Honing in on the individual human costs of the escalating discord, the reader is brought face to face with the realities of war: “Neighbourhoods fell to the militants in startlingly quick succession, so that Saeed’s mother’s mental map of the place where she had spent her entire life now resembled an old quilt, with patches of government land and patches of militant land. The frayed seams between the patches were the most deadly spaces, and to be avoided at all costs. Her butcher and the man who dyed the fabrics from which she had once made her festive clothes disappeared into such gaps, their places of business shattered and covered in rubble and glass.”

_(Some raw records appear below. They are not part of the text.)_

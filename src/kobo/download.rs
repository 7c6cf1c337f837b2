use std::collections::BTreeMap;
use url::Url;

use super::model::{DownloadResponse, Image};
use crate::content;
use crate::error::ApiError;
use crate::readeck::{Bookmark, BookmarkBackend};

/// Upper bound on result pages walked per site.
pub const MAX_SEARCH_PAGES: u32 = 100;

/// Candidate `site` filters for a host: the host itself, then its
/// second-level label (`www.theatlantic.com` also tries `theatlantic`).
pub fn sites_to_try(host: &str) -> Vec<String> {
    let mut sites = vec![host.to_string()];

    let labels: Vec<&str> = host.split('.').collect();
    if labels.len() >= 2 {
        let site = labels[labels.len() - 2];
        if !site.is_empty() && !sites.iter().any(|s| s == site) {
            sites.push(site.to_string());
        }
    }

    sites
}

fn strip_www(host: &str) -> &str {
    host.strip_prefix("www.").unwrap_or(host)
}

/// Scheme, host (minus a leading `www.`) and path must agree. Query and
/// fragment are ignored; unparsable URLs never match.
pub fn compare_urls(a: &str, b: &str) -> bool {
    let (Ok(a), Ok(b)) = (Url::parse(a), Url::parse(b)) else {
        return false;
    };

    a.scheme() == b.scheme()
        && a.host_str().map(strip_www) == b.host_str().map(strip_www)
        && a.path() == b.path()
}

/// Searches the backend for an active bookmark matching `target`.
pub async fn find_bookmark(backend: &dyn BookmarkBackend, target: &Url) -> Option<Bookmark> {
    let host = target.host_str()?;

    for site in sites_to_try(host) {
        let mut page = 1;
        let mut total_pages = 1;

        while page <= total_pages {
            let result = match backend.search_by_site(&site, page, Some(false)).await {
                Ok(result) => result,
                Err(e) => {
                    tracing::warn!(site = %site, page, error = %e, "bookmark search failed, trying next site");
                    break;
                }
            };
            if page == 1 && result.total_pages > MAX_SEARCH_PAGES {
                tracing::warn!(site = %site, total_pages = result.total_pages, "capping bookmark search pages");
            }
            total_pages = result.total_pages.min(MAX_SEARCH_PAGES);

            if let Some(found) = result
                .bookmarks
                .into_iter()
                .find(|bookmark| compare_urls(&bookmark.url, target.as_str()))
            {
                return Some(found);
            }
            page = match page.checked_add(1) {
                Some(next) => next,
                None => break,
            };
        }
    }

    None
}

pub async fn download(backend: &dyn BookmarkBackend, url: &str) -> Result<DownloadResponse, ApiError> {
    let target = Url::parse(url).map_err(|e| ApiError::BadRequest(format!("invalid url: {}", e)))?;
    if target.host_str().is_none() {
        return Err(ApiError::BadRequest("url has no host".to_string()));
    }

    let bookmark = find_bookmark(backend, &target)
        .await
        .ok_or_else(|| ApiError::NotFound("article not found".to_string()))?;

    let html = backend.fetch_article_html(&bookmark.id).await?;
    let rewritten = content::rewrite_images(&html);
    tracing::info!(
        item_id = %bookmark.id,
        images = rewritten.images.len(),
        "prepared article for download"
    );

    let images: BTreeMap<String, Image> = rewritten
        .images
        .into_iter()
        .map(|image| {
            let key = image.ordinal.to_string();
            (
                key.clone(),
                Image {
                    image_id: key.clone(),
                    item_id: key,
                    src: image.source_url,
                },
            )
        })
        .collect();

    Ok(DownloadResponse {
        article: rewritten.html,
        images,
    })
}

Meanwhile, mysterious black doors begin to appear across the city, through which its inhabitants start to flee – one enters a closet or a doorway in familiar surroundings, and exists in calmer climes like the UK, US or Australia, The Lion, The Witch and the Wardrobe -style: “It was said in those days that the passage was both like dying and like being born.” Although it might seem at odds with the realism of the rest of the novel, this surrealism actually makes perfect sense, a stroke of genius in fact, a means by which Hamid can both illustrate and then advocate for an increasingly integrated world: “Without borders nations appeared to be becoming somewhat illusory, and people were questioning what role they had to play.”

The poetry of Hamid’s prose prevents Exit West becoming too heavy a read. He doesn’t shy away from wrestling with some of the most uncomfortable realities of the Brexit/Trump age – Saeed and Nadine find themselves in a UK that’s “like a person with multiple personalities, some insisting on union and some disintegration” – but this fable-like novel has the soul of an accomplished short story and wears its message surprisingly and intoxicatingly lightly.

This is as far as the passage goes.